F1Krazy's answer is very good and deserves its upvotes, but it does seem to miss the crux of your confusion.
Your reasoning is
- Bloomberg's declared goal is to prevent Trump's reëlection.
- He could've run in either party's primary
- Running in the Democratic primary leaves Trump assured of the Republican nomination and contributes to Democratic disunity.
- Running in the Republican primary would have contributed to Republican disunity and wouldn't have impeded the eventual Democratic nominee any more than necessary.
- Therefore, he should have run in the Republican primary.
I don't think F1Krazy's answer is really persuasive to you because you don't care if Bloomberg wins anything and it's clearly better for Team Anti-Trump if he mucks up the Republican process and stays the hell out of the Dems' way.
What you're missing is that Bloomberg's declared goal is patently not his actual goal. Bloomberg is not in this to remove Trump but to (ideally) win himself and (at minimum) hinder even worse* candidates like Sanders.
*From the point of billionaire technocrats like Bloomberg...
This is clear because Bloomberg never had to enter either primary: he could have just bankrolled PACs and moderate Democratic candidates. (For the reasons mentioned by F1Krazy, it would have probably been counterproductive to fund any Republican challenge: the inevitable steamrolling of such a challenge would have just boosted Trump's image and energized his base, the opposite of what the Dems need.)

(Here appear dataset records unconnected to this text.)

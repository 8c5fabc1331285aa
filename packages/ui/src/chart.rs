//! Minimal SVG line chart (census and environmental series).

use api::models::{CensusRecord, EnvironmentalRecord};
use dioxus::prelude::*;

const WIDTH: f64 = 600.0;
const HEIGHT: f64 = 260.0;
const PAD: f64 = 36.0;

#[derive(Clone, Debug, PartialEq)]
pub struct Series {
    pub name: String,
    pub color: &'static str,
    pub values: Vec<f64>,
}

impl Series {
    pub fn new(name: &str, color: &'static str, values: Vec<f64>) -> Self {
        Self {
            name: name.to_string(),
            color,
            values,
        }
    }
}

/// Upper bound of the y axis: the largest value, or 1 for empty/all-zero data.
pub fn y_max(series: &[Series]) -> f64 {
    let max = series
        .iter()
        .flat_map(|s| s.values.iter().copied())
        .filter(|v| v.is_finite())
        .fold(0.0_f64, f64::max);
    if max > 0.0 {
        max
    } else {
        1.0
    }
}

/// SVG `points` for one series, spread evenly across the plot area.
pub fn points(values: &[f64], max: f64) -> String {
    let inner_w = WIDTH - 2.0 * PAD;
    let inner_h = HEIGHT - 2.0 * PAD;
    let step = if values.len() > 1 {
        inner_w / (values.len() - 1) as f64
    } else {
        0.0
    };
    values
        .iter()
        .enumerate()
        .map(|(i, v)| {
            let x = PAD + step * i as f64;
            let y = HEIGHT - PAD - (v.max(0.0) / max) * inner_h;
            format!("{x:.1},{y:.1}")
        })
        .collect::<Vec<_>>()
        .join(" ")
}

/// Year labels and the population and literacy series, oldest year first.
pub fn census_series(records: &[CensusRecord]) -> (Vec<String>, Vec<Series>) {
    let rows = CensusRecord::chronological(records);
    let labels = rows.iter().map(|r| r.year.to_string()).collect();
    let column = |f: fn(&CensusRecord) -> f64| rows.iter().map(f).collect::<Vec<_>>();
    let series = vec![
        Series::new("Total Population", "#8884d8", column(|r| r.total as f64)),
        Series::new("Male Population", "#82ca9d", column(|r| r.male as f64)),
        Series::new("Female Population", "#ff7300", column(|r| r.female as f64)),
        Series::new("Literacy Rate (%)", "#ff0000", column(|r| r.literacy)),
    ];
    (labels, series)
}

pub fn environment_series(records: &[EnvironmentalRecord]) -> (Vec<String>, Vec<Series>) {
    let mut rows = records.to_vec();
    rows.sort_by_key(|r| r.year);
    let labels = rows.iter().map(|r| r.year.to_string()).collect();
    let column = |f: fn(&EnvironmentalRecord) -> f64| rows.iter().map(f).collect::<Vec<_>>();
    let series = vec![
        Series::new("AQI", "#ff4d4d", column(|r| r.aqi)),
        Series::new("Forest cover (%)", "#2e8b57", column(|r| r.forest_cover)),
        Series::new("Water quality", "#1e90ff", column(|r| r.water_quality)),
    ];
    (labels, series)
}

#[component]
pub fn LineChart(#[props(into)] title: String, labels: Vec<String>, series: Vec<Series>) -> Element {
    let max = y_max(&series);
    let inner_w = WIDTH - 2.0 * PAD;
    let step = if labels.len() > 1 {
        inner_w / (labels.len() - 1) as f64
    } else {
        0.0
    };

    rsx! {
        figure {
            class: "chart",
            figcaption { class: "chart-title", "{title}" }
            svg {
                view_box: "0 0 {WIDTH} {HEIGHT}",
                width: "100%",
                line { x1: PAD, y1: HEIGHT - PAD, x2: WIDTH - PAD, y2: HEIGHT - PAD, stroke: "#999" }
                line { x1: PAD, y1: PAD, x2: PAD, y2: HEIGHT - PAD, stroke: "#999" }
                text { x: 4.0, y: PAD, font_size: "10", "{max:.0}" }
                for (i, label) in labels.iter().enumerate() {
                    text {
                        key: "{label}",
                        x: PAD + step * i as f64,
                        y: HEIGHT - PAD + 16.0,
                        font_size: "10",
                        text_anchor: "middle",
                        "{label}"
                    }
                }
                for s in series.iter() {
                    polyline {
                        key: "{s.name}",
                        fill: "none",
                        stroke: s.color,
                        stroke_width: "2",
                        points: points(&s.values, max),
                    }
                }
            }
            ul {
                class: "chart-legend",
                for s in series.iter() {
                    li {
                        key: "{s.name}",
                        span { class: "chart-swatch", style: "background: {s.color}" }
                        "{s.name}"
                    }
                }
            }
        }
    }
}

#[cfg(test)]
mod tests {
    use super::*;

    #[test]
    fn test_y_max_defaults_to_one() {
        assert_eq!(y_max(&[]), 1.0);
        assert_eq!(y_max(&[Series::new("zero", "red", vec![0.0, 0.0])]), 1.0);
        assert_eq!(
            y_max(&[
                Series::new("a", "red", vec![10.0, 40.0]),
                Series::new("b", "blue", vec![25.0])
            ]),
            40.0
        );
    }

    #[test]
    fn test_points_span_plot_area() {
        let pts = points(&[0.0, 50.0, 100.0], 100.0);
        assert_eq!(pts, "36.0,224.0 300.0,130.0 564.0,36.0");
    }

    #[test]
    fn test_census_series_oldest_first() {
        let records = vec![
            CensusRecord { year: 2020, total: 80, male: 41, female: 39, literacy: 74.5 },
            CensusRecord { year: 2010, total: 60, male: 31, female: 29, literacy: 66.0 },
        ];
        let (labels, series) = census_series(&records);
        assert_eq!(labels, vec!["2010", "2020"]);
        assert_eq!(series.len(), 4);
        assert_eq!(series[0].values, vec![60.0, 80.0]);
        assert_eq!(series[3].values, vec![66.0, 74.5]);
    }

    #[test]
    fn test_single_point_sits_on_left_axis() {
        assert_eq!(points(&[100.0], 100.0), "36.0,36.0");
        assert_eq!(points(&[], 1.0), "");
    }
}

Bloomberg didn't enter the race until late November, forced into an unprecidented media buy to make up for his abandonment of the early states, because up til then he'd been mostly fine with the inevitability of Biden winning the nomination. As Biden's polls collapsed in Iowa, Warren surged nationally, and Sanders held his own, Bloomberg saw that Bernie or someone similar could cruise to the nomination. The entire rationale of Bloomberg's Democratic primary campaign is not to defeat Trump at all costs but to (ideally) defeat Trump by (definitely) denying Sanders (or at the time of his announcement Warren) the ability to win the nomination on the first ballot. Once the second ballot opens up the race, he hopes to use the masses of goodwill his money has bought among the Democratic Party establishment to get the nomination or, at the very least, to assure Biden or a Biden-like compromise wins out.
If you want to be very kind to Bloomberg, you can imagine that all comes from a very sincere belief that Trump would crush Bernie and Bernie would crush the Dems' chances of taking control of Congress. Plenty of establishment Dems really do believe that. (Witness MSNBC's various meltdowns after Nevada, when Sanders proved his support among union members and the hispanic community.)
If you want to be less kind, you can take your pick between Bloomberg dreading an America in Sanders's image worse than four more years of Trump or Bloomberg being old and thinking this is his last best chance to win the presidency himself.
In any case, Bloomberg is patently not making choices that benefit Team Anti-Trump as a whole and, along with his execrable debate performances, that seems to have been noticed, with his net favorability among his new party at around -10%. You still can't ignore all the goodwill among the Democratic Party that his years of heavy financing have provided: if he doesn't completely collapse in the states he's heavily advertized in, he's a strong contender for winning a contested convention both as a form of payback and out of hope for lucrative positions in and around his administration.